Die in dem Interview „aufgeworfenen Fragen über Rassismus“ würden „von der Familie privat angesprochen“. Die Öffentlichkeit wird also wenig darüber erfahren, welche Diskussionen die Königsfamilie intern zu diesem Thema führt.

Der Royals-Experte Leonhard Horowski ist sich sicher: Das Problem liegt nicht nur in der britischen Geschichte, sondern mindestens genauso an der abgeschotteten Lebensweise des Königshauses und dessen rigider Heiratspolitik.

Es könne keinen Zweifel geben, sagt Horowski im Gespräch mit unserer Redaktion, dass Großbritanniens Aufstieg zur Weltmacht untrennbar mit Kolonialisierung und Sklavenhandel verbunden sei. Eine persönliche Verstrickung des Königshauses in diese Geschichte gebe es aber nicht.

Sklavenhandel machte auch das Königshaus reich

„Die imperialen Aktivitäten Großbritanniens in Amerika, Indien und Afrika waren riskant, anstrengend und schmutzig“, so Horowski. Die Königsfamilie habe sich deshalb kaum daran beteiligt. Allenfalls in Ungnade gefallene jüngere Söhne der Oberklasse hätten sich in den Kolonien engagiert. Aber auch das Königshaus habe indirekt vom Sklavenhandel und dem damit wachsenden Reichtum des Landes profitiert.

Immerhin schaffte das Empire den Sklavenhandel gut 30 Jahre vor den USA, im Jahr 1833, ab. Erst 1860 reiste mit Edward VII. der erste britische Monarch in eine Kolonie. „Das Königshaus hat ein Herrschaftssystem repräsentiert, das mit der Ungleichheit der Rassen begründet wurde. Aber es hat nie selbst aktiv interveniert“, fasst Horowski zusammen.

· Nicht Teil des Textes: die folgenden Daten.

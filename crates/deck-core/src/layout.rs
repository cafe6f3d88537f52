//! Spread layout: one scroll value in, a transform per card out.

use crate::constants::{
    DEPTH_EXPONENT, DEPTH_FACTOR, DEPTH_FLOOR, FOCUS_SCALE, FOCUS_Z_BOOST, SETTLE_EPSILON,
    YAW_FACTOR, YAW_LIMIT,
};
use crate::deck::{CardId, Deck, Transform};
use glam::Vec3;

/// Half the scroll range for a deck of `count` cards.
#[inline]
pub fn scroll_limit(count: usize, spacing: f32, margin: f32) -> f32 {
    count as f32 / 2.0 * spacing + margin
}

/// Exponentially smoothed scroll offset with a clamped target.
#[derive(Clone, Debug)]
pub struct ScrollState {
    current: f32,
    target: f32,
    limit: f32,
}

impl ScrollState {
    pub fn new(limit: f32) -> Self {
        Self {
            current: 0.0,
            target: 0.0,
            limit: limit.abs(),
        }
    }

    pub fn current(&self) -> f32 {
        self.current
    }

    pub fn target(&self) -> f32 {
        self.target
    }

    pub fn limit(&self) -> f32 {
        self.limit
    }

    pub fn set_target(&mut self, target: f32) {
        self.target = target.clamp(-self.limit, self.limit);
    }

    pub fn nudge(&mut self, delta: f32) {
        self.set_target(self.target + delta);
    }

    /// Move `current` a fixed fraction of the way to `target`.
    ///
    /// `smoothing` must be in (0, 1); the remaining distance shrinks every call
    /// and snaps to zero once below [`SETTLE_EPSILON`].
    pub fn step(&mut self, smoothing: f32) {
        let gap = self.target - self.current;
        if gap.abs() < SETTLE_EPSILON {
            self.current = self.target;
        } else {
            self.current += gap * smoothing;
        }
    }

    pub fn is_settled(&self) -> bool {
        self.current == self.target
    }
}

/// Signed scroll change for an open-hand steer value.
///
/// Hand on the left scrolls the deck right and vice versa; nothing inside the deadzone.
pub fn steer_delta(steer: f32, speed: f32, gain: f32, deadzone: f32) -> f32 {
    let amount = speed * steer.abs() * gain;
    if steer < -deadzone {
        amount
    } else if steer > deadzone {
        -amount
    } else {
        0.0
    }
}

/// Resting transform for a card whose spread position is `world_x`.
pub fn rest_transform(world_x: f32) -> Transform {
    let depth = -(world_x.abs() * DEPTH_FACTOR).powf(DEPTH_EXPONENT);
    Transform {
        position: Vec3::new(world_x, 0.0, depth.clamp(DEPTH_FLOOR, 0.0)),
        rotation: Vec3::new(0.0, (-world_x * YAW_FACTOR).clamp(-YAW_LIMIT, YAW_LIMIT), 0.0),
        scale: 1.0,
    }
}

/// Lay out every card for the current scroll; `focus` is lifted toward the viewer.
pub fn apply_layout(deck: &mut Deck, scroll: f32, focus: Option<CardId>) {
    for card in deck.iter_mut() {
        let mut t = rest_transform(card.base_offset + scroll);
        if focus == Some(card.id) {
            t.scale = FOCUS_SCALE;
            t.position.z += FOCUS_Z_BOOST;
            t.rotation.y = 0.0;
        }
        card.transform = t;
    }
}
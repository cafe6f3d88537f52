pub mod assets;
pub mod backdrop;
pub mod camera;
pub mod constants;
pub mod content;
pub mod deck;
pub mod error;
pub mod gesture;
pub mod hud;
pub mod inbox;
pub mod layout;
pub mod particles;
pub mod picking;
pub mod session;
pub mod tween;

// Shaders bundled as string constants
pub static SPRITE_WGSL: &str = include_str!("../shaders/sprite.wgsl");
pub static ASH_WGSL: &str = include_str!("../shaders/ash.wgsl");

pub use assets::*;
pub use camera::{Camera, CursorMarker, Ray};
pub use constants::*;
pub use content::{tarot_deck, CardInfo};
pub use deck::{CardEntity, CardId, Deck, FaceSide, PartId, Transform};
pub use error::{AssetError, InputError};
pub use gesture::*;
pub use hud::{DetailPanel, Hud, Notice};
pub use inbox::{InboxMessage, InboxSender};
pub use session::*;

Wichtiger im Zusammenhang mit dem aktuellen Rassismusvorwurf: Die Königsfamilie hatte und hat keinen engeren Kontakt zu Menschen mit anderer Hautfarbe. Horowski formuliert es so: „In den Herrscherhäusern Europas gab es einen selbstverständlichen, unhinterfragten Kult der Reinheit des Blutes“.

Weil der Hochadel ausschließlich innerhalb des eigenen Kreises heiratete, stellte sich die Frage von Dunkelhäutigkeit in der Familie nicht – „die Familie lehnte ja sogar die allermeisten Weißen als nicht zugehörig ab“.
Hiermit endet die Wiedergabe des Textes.